07 octubre 2014

Por fin una alegría.

Como ya sabéis, hoy se ha producido la firma del anhelado acuerdo laboral. Más de un año hemos tardado en lograrlo, lo que por sí solo indica las dificultades que ha habido que superar para alcanzarlo. 
Hemos tenido que asistir a nuevas triquiñuelas de USO para no firmar el acuerdo. Aunque, en realidad, tampoco dijeron que no le firmaban: primero dijeron que antes lo tenían que leer (nada había cambiado), luego pretendieron introducir el documento que decían tener pero que no vimos, más tarde que había que incluir sus nombres aunque no lo firmaran… etc, etc, etc.
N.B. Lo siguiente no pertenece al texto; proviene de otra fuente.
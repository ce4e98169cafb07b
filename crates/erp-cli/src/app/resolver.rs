//! Config path and storage backend resolution.
//!
//! Precedence, highest first: `--adapter`/`--data` flags (or their
//! `ERP_ADAPTER`/`ERP_DATA` env vars), the config file, built-in defaults.

use std::path::PathBuf;

use erp_core::{AdapterConfig, AdapterKind};

use crate::cli::Cli;
use crate::config::{default_config_path, default_location, read_config, ErpConfig};
use crate::constants::CONFIG_ENV;

/// Resolve the config file path, checking ERP_CONFIG first.
pub fn resolve_config_path() -> anyhow::Result<PathBuf> {
    if let Ok(value) = std::env::var(CONFIG_ENV) {
        if !value.trim().is_empty() {
            return Ok(PathBuf::from(value));
        }
    }
    default_config_path()
}

/// Work out which backend to open and where.
pub fn resolve_adapter_config(cli: &Cli) -> anyhow::Result<AdapterConfig> {
    let config_path = resolve_config_path()?;
    let file_config = if config_path.exists() {
        Some(read_config(&config_path)?)
    } else {
        None
    };
    merge(cli.adapter.as_deref(), cli.data.as_deref(), file_config.as_ref())
}

fn merge(
    adapter_flag: Option<&str>,
    data_flag: Option<&str>,
    file_config: Option<&ErpConfig>,
) -> anyhow::Result<AdapterConfig> {
    let kind = match (adapter_flag, file_config) {
        (Some(flag), _) => flag.parse::<AdapterKind>()?,
        (None, Some(config)) => config.storage.adapter,
        (None, None) => AdapterKind::File,
    };
    if !kind.is_durable() {
        return Ok(AdapterConfig::memory());
    }

    // A configured path belongs to the configured backend only.
    let configured_path = file_config
        .filter(|config| config.storage.adapter == kind)
        .and_then(|config| config.storage.path.as_deref());

    let location = match data_flag.or(configured_path) {
        Some(path) => Some(PathBuf::from(path)),
        None => default_location(kind)?,
    };
    Ok(AdapterConfig::new(kind, location))
}

#[cfg(test)]
mod tests {
    use super::*;

    fn config(adapter: AdapterKind, path: Option<&str>) -> ErpConfig {
        ErpConfig::new(adapter, path.map(PathBuf::from))
    }

    #[test]
    fn test_flags_override_config() {
        let file = config(AdapterKind::File, Some("/var/erp"));
        let resolved = merge(Some("sqlite"), Some("/tmp/x.sqlite"), Some(&file)).unwrap();
        assert_eq!(resolved.kind, AdapterKind::Sqlite);
        assert_eq!(resolved.location, Some(PathBuf::from("/tmp/x.sqlite")));
    }

    #[test]
    fn test_config_used_without_flags() {
        let file = config(AdapterKind::Sqlite, Some("/var/erp.sqlite"));
        let resolved = merge(None, None, Some(&file)).unwrap();
        assert_eq!(resolved, AdapterConfig::new(AdapterKind::Sqlite, Some("/var/erp.sqlite".into())));
    }

    #[test]
    fn test_config_path_ignored_for_other_backend() {
        let file = config(AdapterKind::Sqlite, Some("/var/erp.sqlite"));
        let resolved = merge(Some("file"), Some("/data"), Some(&file)).unwrap();
        assert_eq!(resolved.location, Some(PathBuf::from("/data")));
    }

    #[test]
    fn test_memory_has_no_location() {
        let resolved = merge(Some("memory"), Some("/ignored"), None).unwrap();
        assert_eq!(resolved, AdapterConfig::memory());
    }

    #[test]
    fn test_unknown_adapter_flag_fails() {
        assert!(merge(Some("redis"), None, None).is_err());
    }
}
use std::path::{Path, PathBuf};

use serde::{Deserialize, Serialize};

use erp_core::AdapterKind;

use crate::constants::{APP_DIR, SQLITE_FILE};

#[derive(Debug, Serialize, Deserialize)]
pub struct ErpConfig {
    pub storage: StorageSection,
}

#[derive(Debug, Serialize, Deserialize)]
pub struct StorageSection {
    pub adapter: AdapterKind,
    /// Data directory for `file`, database file for `sqlite`.
    #[serde(default, skip_serializing_if = "Option::is_none")]
    pub path: Option<String>,
}

impl ErpConfig {
    pub fn new(adapter: AdapterKind, path: Option<PathBuf>) -> Self {
        Self {
            storage: StorageSection {
                adapter,
                path: path.map(|path| path.to_string_lossy().to_string()),
            },
        }
    }
}

pub fn default_config_path() -> anyhow::Result<PathBuf> {
    Ok(xdg_config_dir()?.join("config.toml"))
}

/// Where a backend keeps its data when nothing else is configured.
pub fn default_location(kind: AdapterKind) -> anyhow::Result<Option<PathBuf>> {
    Ok(match kind {
        AdapterKind::File => Some(xdg_data_dir()?),
        AdapterKind::Sqlite => Some(xdg_data_dir()?.join(SQLITE_FILE)),
        AdapterKind::Memory => None,
    })
}

pub fn read_config(path: &Path) -> anyhow::Result<ErpConfig> {
    let contents = std::fs::read_to_string(path)
        .map_err(|e| anyhow::anyhow!("Failed to read config {}: {}", path.display(), e))?;
    toml::from_str(&contents)
        .map_err(|e| anyhow::anyhow!("Failed to parse config {}: {}", path.display(), e))
}

pub fn write_config(path: &Path, config: &ErpConfig) -> anyhow::Result<()> {
    if let Some(parent) = path.parent() {
        std::fs::create_dir_all(parent).map_err(|e| {
            anyhow::anyhow!(
                "Failed to create config directory {}: {}",
                parent.display(),
                e
            )
        })?;
    }
    let contents =
        toml::to_string_pretty(config).map_err(|e| anyhow::anyhow!("TOML error: {}", e))?;
    std::fs::write(path, contents)
        .map_err(|e| anyhow::anyhow!("Failed to write config {}: {}", path.display(), e))?;
    Ok(())
}

fn xdg_config_dir() -> anyhow::Result<PathBuf> {
    xdg_dir("XDG_CONFIG_HOME", &[".config"])
}

fn xdg_data_dir() -> anyhow::Result<PathBuf> {
    xdg_dir("XDG_DATA_HOME", &[".local", "share"])
}

fn xdg_dir(var: &str, fallback: &[&str]) -> anyhow::Result<PathBuf> {
    if let Ok(value) = std::env::var(var) {
        if !value.trim().is_empty() {
            return Ok(PathBuf::from(value).join(APP_DIR));
        }
    }
    let home = std::env::var("HOME")
        .map_err(|_| anyhow::anyhow!("HOME is not set; cannot resolve default paths"))?;
    let mut dir = PathBuf::from(home);
    dir.extend(fallback);
    Ok(dir.join(APP_DIR))
}
//! Output mode routing.

use crate::errors::CliError;

/// How a command presents its result.
#[derive(Debug, Clone, Copy, PartialEq, Eq, Default)]
pub enum OutputMode {
    /// JSON document on stdout, nothing else
    Json,
    /// `key=value` lines and space-separated rows, stable for scripts
    #[default]
    Plain,
    /// Tables, badges and colors (TTY only)
    Pretty,
}

impl OutputMode {
    /// `--json` beats `--format`; `--format plain` or `TERM=dumb` force
    /// plain; otherwise pretty on a TTY and plain elsewhere.
    pub fn resolve(json: bool, format: Option<&str>, is_tty: bool, term_is_dumb: bool) -> Self {
        match (json, format) {
            (true, _) => Self::Json,
            (false, Some("json")) => Self::Json,
            (false, Some("plain")) => Self::Plain,
            _ if is_tty && !term_is_dumb => Self::Pretty,
            _ => Self::Plain,
        }
    }

    pub fn is_json(&self) -> bool {
        matches!(self, Self::Json)
    }

    pub fn is_pretty(&self) -> bool {
        matches!(self, Self::Pretty)
    }
}

/// Reject `--format` values other than table, plain and json.
pub fn validate_format(format: Option<&str>) -> Result<(), CliError> {
    match format {
        None | Some("table") | Some("plain") | Some("json") => Ok(()),
        Some(other) => Err(CliError::invalid_input(format!(
            "Unknown format \"{}\" (use table, plain or json)",
            other
        ))),
    }
}

#[cfg(test)]
mod tests {
    use super::*;

    #[test]
    fn test_json_flag_wins() {
        assert_eq!(OutputMode::resolve(true, Some("plain"), true, false), OutputMode::Json);
        assert_eq!(OutputMode::resolve(false, Some("json"), false, false), OutputMode::Json);
    }

    #[test]
    fn test_tty_routing() {
        assert_eq!(OutputMode::resolve(false, None, true, false), OutputMode::Pretty);
        assert_eq!(OutputMode::resolve(false, Some("table"), true, false), OutputMode::Pretty);
        assert_eq!(OutputMode::resolve(false, None, true, true), OutputMode::Plain);
        assert_eq!(OutputMode::resolve(false, None, false, false), OutputMode::Plain);
        assert_eq!(OutputMode::resolve(false, Some("plain"), true, false), OutputMode::Plain);
    }

    #[test]
    fn test_validate_format() {
        assert!(validate_format(Some("table")).is_ok());
        assert!(validate_format(None).is_ok());
        assert!(validate_format(Some("csv")).is_err());
    }
}
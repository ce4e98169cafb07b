//! String formatting for amounts and table cells.

use erp_core::Money;

/// Brazilian currency notation: `R$ 1.520,50`, `-R$ 3,00`.
pub fn brl(amount: Money) -> String {
    let cents = amount.cents().unsigned_abs();
    let units = (cents / 100).to_string();

    let mut grouped = String::with_capacity(units.len() + units.len() / 3);
    for (i, digit) in units.chars().enumerate() {
        if i > 0 && (units.len() - i) % 3 == 0 {
            grouped.push('.');
        }
        grouped.push(digit);
    }

    let sign = if amount.is_negative() { "-" } else { "" };
    format!("{}R$ {},{:02}", sign, grouped, cents % 100)
}

/// Like [`brl`] with an explicit `+` on positive amounts.
pub fn signed_brl(amount: Money) -> String {
    if amount > Money::ZERO {
        format!("+{}", brl(amount))
    } else {
        brl(amount)
    }
}

/// Truncate a string to max length, adding ellipsis if needed.
pub fn truncate(s: &str, max_len: usize) -> String {
    if s.chars().count() <= max_len {
        return s.to_string();
    }
    if max_len <= 3 {
        return s.chars().take(max_len).collect();
    }
    let head: String = s.chars().take(max_len - 3).collect();
    format!("{}...", head)
}

#[cfg(test)]
mod tests {
    use super::*;

    #[test]
    fn test_brl_grouping() {
        assert_eq!(brl(Money::ZERO), "R$ 0,00");
        assert_eq!(brl(Money::from_cents(5)), "R$ 0,05");
        assert_eq!(brl(Money::from_cents(152_050)), "R$ 1.520,50");
        assert_eq!(brl(Money::from_cents(123_456_789)), "R$ 1.234.567,89");
        assert_eq!(brl(Money::from_cents(-300)), "-R$ 3,00");
    }

    #[test]
    fn test_signed_brl() {
        assert_eq!(signed_brl(Money::from_cents(100)), "+R$ 1,00");
        assert_eq!(signed_brl(Money::ZERO), "R$ 0,00");
    }

    #[test]
    fn test_truncate_counts_chars() {
        assert_eq!(truncate("Distribuidora São João", 10), "Distrib...");
        assert_eq!(truncate("ok", 10), "ok");
        assert_eq!(truncate("abcdef", 2), "ab");
    }
}
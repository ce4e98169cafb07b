//! Finance summary and dashboard commands.

use serde::Serialize;

use erp_core::aggregate::{Dashboard, FinanceSummary, MonthWindow};
use erp_core::entities::{FinanceEntry, Product};

use crate::app::AppContext;
use crate::cli::{DashboardArgs, SummaryArgs};
use crate::errors::CliError;
use crate::helpers::parse_month;
use crate::ui::theme::{signed, toned};
use crate::ui::{badge, brl, header, kv, print_json, signed_brl, table, Badge, Column, UiContext};

/// Longest daily series the dashboard accepts.
const MAX_DAYS: u32 = 366;

#[derive(Serialize)]
struct SummaryReport {
    today: chrono::NaiveDate,
    #[serde(flatten)]
    summary: FinanceSummary,
    week_flow: erp_core::Money,
}

pub fn handle_summary(ctx: &AppContext, args: &SummaryArgs) -> anyhow::Result<()> {
    let today = ctx.today()?;
    let store = ctx.open_store::<FinanceEntry>()?;
    let summary = FinanceSummary::compute(store.items(), today);

    let ui = ctx.ui_context(args.json, None);
    if ui.mode.is_json() {
        return print_json(&SummaryReport {
            today,
            summary,
            week_flow: summary.week_flow(),
        });
    }

    if !ctx.quiet() {
        println!("{}", header(&ui, "summary", Some(&today.to_string())));
    }
    println!("{}", kv(&ui, "Receivable today", &brl(summary.receivable_today)));
    println!("{}", kv(&ui, "Payable today", &brl(summary.payable_today)));
    println!("{}", kv(&ui, "Receivable week", &brl(summary.receivable_week)));
    println!("{}", kv(&ui, "Payable week", &brl(summary.payable_week)));
    let flow = summary.week_flow();
    println!(
        "{}",
        kv(&ui, "Week flow", &signed(&signed_brl(flow), flow, ui.color))
    );
    Ok(())
}

pub fn handle_dashboard(ctx: &AppContext, args: &DashboardArgs) -> anyhow::Result<()> {
    if args.days == 0 || args.days > MAX_DAYS {
        return Err(CliError::invalid_input(format!(
            "--days must be between 1 and {}",
            MAX_DAYS
        ))
        .into());
    }
    let today = ctx.today()?;
    let window = match args.month.as_deref() {
        Some(value) => parse_month(value)?,
        None => MonthWindow::containing(today),
    };

    let entries = ctx.open_store::<FinanceEntry>()?;
    let products = ctx.open_store::<Product>()?;
    let dashboard = Dashboard::build(entries.items(), products.items(), window, today, args.days);

    let ui = ctx.ui_context(args.json, None);
    if ui.mode.is_json() {
        return print_json(&dashboard);
    }
    render_dashboard(ctx, &ui, &dashboard);
    Ok(())
}

fn render_dashboard(ctx: &AppContext, ui: &UiContext, dashboard: &Dashboard) {
    if !ctx.quiet() {
        println!("{}", header(ui, "dashboard", Some(&dashboard.month_label)));
    }

    for kpi in &dashboard.kpis {
        println!("{}", kv(ui, kpi.title, &toned(&brl(kpi.value), kpi.tone, ui.color)));
    }
    println!(
        "{}",
        kv(ui, "A receber (mes)", &brl(dashboard.month.pending_receivable))
    );
    println!("{}", kv(ui, "A pagar (mes)", &brl(dashboard.month.pending_payable)));

    if ui.mode.is_pretty() {
        println!();
    }
    let pie_rows: Vec<Vec<String>> = dashboard
        .pie
        .iter()
        .map(|slice| vec![slice.name.clone(), brl(slice.value)])
        .collect();
    println!(
        "{}",
        table(ui, &[Column::text("Tipo"), Column::numeric("Valor")], &pie_rows)
    );

    if ui.mode.is_pretty() {
        println!();
    }
    let daily_rows: Vec<Vec<String>> = dashboard
        .daily_net
        .iter()
        .map(|day| vec![day.date.to_string(), signed(&signed_brl(day.net), day.net, ui.color)])
        .collect();
    println!(
        "{}",
        table(ui, &[Column::text("Dia"), Column::numeric("Saldo")], &daily_rows)
    );

    for alert in &dashboard.alerts {
        println!("{}", badge(ui, Badge::from(alert.tone), &alert.text));
    }
}
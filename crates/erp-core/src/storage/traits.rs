//! Persistence adapter trait definition.
//!
//! The `PersistenceAdapter` trait is the seam between collections and the
//! medium that holds them. Each key maps to one serialized JSON blob.

use serde::de::DeserializeOwned;
use serde::Serialize;

use crate::error::Result;

/// Key-value storage for serialized blobs.
///
/// Implementations must ensure:
/// - `write_raw` followed by `read_raw` on the same instance returns the
///   written text
/// - `remove` of a missing key is not an error
/// - methods take `&self`; adapters are shared behind `Arc` and use interior
///   mutability where they need it
pub trait PersistenceAdapter: Send + Sync {
    /// Short name of the backend ("file", "sqlite", "memory").
    fn name(&self) -> &'static str;

    /// Read the raw blob stored under `key`.
    ///
    /// # Returns
    ///
    /// Returns `Ok(None)` if nothing is stored under the key.
    fn read_raw(&self, key: &str) -> Result<Option<String>>;

    /// Store `value` under `key`, replacing any previous blob.
    ///
    /// # Errors
    ///
    /// Returns `ErpError::Storage` if the medium rejects the write
    /// (full disk, read-only location, ...).
    fn write_raw(&self, key: &str, value: &str) -> Result<()>;

    /// Delete the blob stored under `key`.
    fn remove(&self, key: &str) -> Result<()>;

    /// List every stored key, sorted.
    fn keys(&self) -> Result<Vec<String>>;
}

/// Typed access over any [`PersistenceAdapter`].
///
/// Kept separate from the base trait so `dyn PersistenceAdapter` stays
/// object-safe.
pub trait PersistenceExt {
    /// Read and deserialize the value under `key`.
    ///
    /// Fails soft: a missing key, a backend error or content that does not
    /// parse as `T` all yield `None`.
    fn read<T: DeserializeOwned>(&self, key: &str) -> Option<T>;

    /// Serialize and store `value` under `key`.
    fn write<T: Serialize + ?Sized>(&self, key: &str, value: &T) -> Result<()>;
}

impl<A: PersistenceAdapter + ?Sized> PersistenceExt for A {
    fn read<T: DeserializeOwned>(&self, key: &str) -> Option<T> {
        let raw = match self.read_raw(key) {
            Ok(Some(raw)) => raw,
            Ok(None) => return None,
            Err(err) => {
                tracing::warn!(key, adapter = self.name(), error = %err, "read failed");
                return None;
            }
        };
        match serde_json::from_str(&raw) {
            Ok(value) => Some(value),
            Err(err) => {
                tracing::warn!(key, adapter = self.name(), error = %err, "malformed blob ignored");
                None
            }
        }
    }

    fn write<T: Serialize + ?Sized>(&self, key: &str, value: &T) -> Result<()> {
        let serialized = serde_json::to_string(value)?;
        self.write_raw(key, &serialized)
    }
}

#[cfg(test)]
mod tests {
    use super::*;

    #[test]
    fn test_trait_is_object_safe() {
        fn _accepts_dyn(_adapter: &dyn PersistenceAdapter) {}
        fn _typed_on_dyn(adapter: &dyn PersistenceAdapter) -> Option<Vec<String>> {
            adapter.read("erp.reports.favorites")
        }
    }
}
use clap::{Args, Parser, Subcommand};
use clap_complete::Shell;

use erp_core::VERSION;

/// ERP - local records, finance ledger and dashboards for a small business
#[derive(Parser)]
#[command(name = "erp")]
#[command(author, version = VERSION, about, long_about = None)]
#[command(propagate_version = true)]
pub struct Cli {
    /// Storage backend (file, sqlite or memory)
    #[arg(long, global = true, env = "ERP_ADAPTER", value_name = "ADAPTER")]
    pub adapter: Option<String>,

    /// Data directory (file adapter) or database file (sqlite adapter)
    #[arg(long, global = true, env = "ERP_DATA", value_name = "PATH")]
    pub data: Option<String>,

    /// Reference date for month windows and summaries (YYYY-MM-DD)
    #[arg(long, global = true, value_name = "DATE")]
    pub today: Option<String>,

    #[command(subcommand)]
    pub command: Option<Commands>,

    /// Quiet mode (minimal output)
    #[arg(short, long, global = true)]
    pub quiet: bool,

    /// Log storage activity to stderr
    #[arg(short, long, global = true)]
    pub verbose: bool,

    /// Disable colored output
    #[arg(long, global = true)]
    pub no_color: bool,

    /// Use ASCII symbols only
    #[arg(long, global = true)]
    pub ascii: bool,
}

/// Arguments for the `init` command
#[derive(Args)]
pub struct InitArgs {
    /// Overwrite an existing config file
    #[arg(long)]
    pub force: bool,

    /// Config path override
    #[arg(long, value_name = "PATH")]
    pub config_path: Option<String>,
}

/// Arguments for the `list` command
#[derive(Args)]
pub struct ListArgs {
    /// Entity kind (sales, purchases, contacts, products, users, finance)
    #[arg(value_name = "KIND")]
    pub kind: String,

    /// Only records dated in this month (YYYY-MM)
    #[arg(long, value_name = "MONTH")]
    pub month: Option<String>,

    /// Only records in this tab (e.g. vendas, servicos, recebimentos)
    #[arg(long)]
    pub tab: Option<String>,

    /// Case-insensitive text search
    #[arg(long, short = 's')]
    pub search: Option<String>,

    /// Finance settlement filter (todos, pendente, quitado)
    #[arg(long)]
    pub status: Option<String>,

    /// Output as JSON
    #[arg(long)]
    pub json: bool,

    /// Output format (table, plain)
    #[arg(long, value_name = "FORMAT")]
    pub format: Option<String>,
}

/// Arguments for the `show` command
#[derive(Args)]
pub struct ShowArgs {
    #[arg(value_name = "KIND")]
    pub kind: String,

    /// Record ID
    #[arg(value_name = "ID")]
    pub id: String,

    /// Output as JSON
    #[arg(long)]
    pub json: bool,
}

/// Record contents given on the command line.
#[derive(Args)]
pub struct RecordInput {
    /// Whole record (or patch) as a JSON object
    #[arg(long, value_name = "JSON", conflicts_with = "field")]
    pub json: Option<String>,

    /// Single field: `name=text` sets a string, `name:=json` sets a raw JSON value
    #[arg(long, short = 'f', value_name = "FIELD")]
    pub field: Vec<String>,
}

/// Arguments for the `add` command
#[derive(Args)]
pub struct AddArgs {
    #[arg(value_name = "KIND")]
    pub kind: String,

    #[command(flatten)]
    pub input: RecordInput,
}

/// Arguments for the `update` command
#[derive(Args)]
pub struct UpdateArgs {
    #[arg(value_name = "KIND")]
    pub kind: String,

    /// Record ID
    #[arg(value_name = "ID")]
    pub id: String,

    #[command(flatten)]
    pub input: RecordInput,
}

/// Arguments for the `remove` command
#[derive(Args)]
pub struct RemoveArgs {
    #[arg(value_name = "KIND")]
    pub kind: String,

    /// Record IDs
    #[arg(value_name = "ID", required = true)]
    pub ids: Vec<String>,
}

/// Arguments for the `reset` command
#[derive(Args)]
pub struct ResetArgs {
    #[arg(value_name = "KIND")]
    pub kind: String,
}

/// Arguments for the `summary` command
#[derive(Args)]
pub struct SummaryArgs {
    /// Output as JSON
    #[arg(long)]
    pub json: bool,
}

/// Arguments for the `dashboard` command
#[derive(Args)]
pub struct DashboardArgs {
    /// Month to report (YYYY-MM, defaults to the month of --today)
    #[arg(long, value_name = "MONTH")]
    pub month: Option<String>,

    /// Length of the daily net series
    #[arg(long, default_value_t = 7)]
    pub days: u32,

    /// Output as JSON
    #[arg(long)]
    pub json: bool,
}

/// Arguments for the `favorites` command
#[derive(Args)]
pub struct FavoritesArgs {
    #[command(subcommand)]
    pub command: FavoritesSubcommand,
}

#[derive(Subcommand)]
pub enum FavoritesSubcommand {
    /// List starred reports
    List {
        /// Output as JSON
        #[arg(long)]
        json: bool,
    },
    /// Star or unstar a report
    Toggle {
        #[arg(value_name = "REPORT")]
        report: String,
    },
}

/// Arguments for the `doctor` command
#[derive(Args)]
pub struct DoctorArgs {
    /// Output as JSON
    #[arg(long)]
    pub json: bool,
}

/// Arguments for the `completions` command
#[derive(Args)]
pub struct CompletionsArgs {
    /// Shell to generate completions for
    #[arg(value_enum)]
    pub shell: Shell,
}

#[derive(Subcommand)]
pub enum Commands {
    /// Write a config file selecting the storage backend
    Init(InitArgs),

    /// List records of one kind
    List(ListArgs),

    /// Show one record
    Show(ShowArgs),

    /// Add a record
    Add(AddArgs),

    /// Change fields of a record
    Update(UpdateArgs),

    /// Remove records
    Remove(RemoveArgs),

    /// Drop the stored collection so the next run starts from the defaults
    Reset(ResetArgs),

    /// Receivables and payables due today and this week
    Summary(SummaryArgs),

    /// Month result, KPIs, chart data and alerts
    Dashboard(DashboardArgs),

    /// Manage starred reports
    Favorites(FavoritesArgs),

    /// Check configuration and stored data
    Doctor(DoctorArgs),

    /// Generate shell completions
    Completions(CompletionsArgs),
}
En definitiva, cuando los papeles llegaban a sus posiciones, los dejaban pasar. Como decíamos más arriba: triquiñuelas, vaya usted a saber de quién.


La empresa lo que ha planteado, es la firma de los integrantes del Comité de Empresa, pertenecientes a UGT, SU y CCOO, y el acuerdo ha sido respaldado por 12 miembros de los 17 que componen el Comité de Empresa (5 no lo han suscrito). Durante la firma, han estado presentes todos, incluidos los que no iban a firmar, algo insólito en este tipo de acuerdos. Alguno debía de pensar que íbamos a falsificar su firma. No obstante, por este u otros motivos, se nos amenazó con posibles denuncias. Estamos tranquilos, pueden denunciarnos donde quieran, unos y otros. Que nos les quepa la menor duda de que nos defenderemos. Si la cosa estará clara, que nuestros abogados pusieron su firma el acuerdo…

Desde UGT, creemos que hoy hemos dado un paso importante. Si para llegar al tejado hay que empezar por los cimientos, hoy hemos puesto esa primera piedra tan importante para la reapertura de Sniace. Somos conscientes de las dificultades que nos esperan: tenemos que pasar el examen de la Audiencia Nacional, y el del Juzgado de lo Mercantil, y el de la Junta de Acreedores, pero sin este paso previo, todos sabemos dónde acabaríamos: despedidos, sin trabajo y sin jubilaciones. 

La firma del acuerdo no es un seguro de vida para la reapertura de las fábricas, pero un es paso adelante. Hemos luchado a lo largo de muchos meses para lograrlo, y lo hemos hecho. Puede fracasar, pero no perdemos nada por intentarlo. No haberle alcanzado sí que nos llevaba al fracaso.

Queda por venir el Plan de Viabilidad y el Inversor, pero son asuntos que nos interesan, pero en los que  poca capacidad tenemos para decidir. Estamos seguros de que este acuerdo que hoy hemos firmado, lo facilitara, pero ahora es la empresa quien debe utilizar sus armas para conseguir estos objetivos.

Esto, compañeros, no significa que ya podemos tumbarnos en el sofá (ya hay otros que tienen mucha experiencia y lo hacen muy bien), al contrario, continuaremos viéndonos en las asambleas o donde proceda. 

En cuanto dispongamos del texto firmado lo publicaremos, pero en líneas generales es igual al anterior, salvo en lo correspondiente a los firmantes.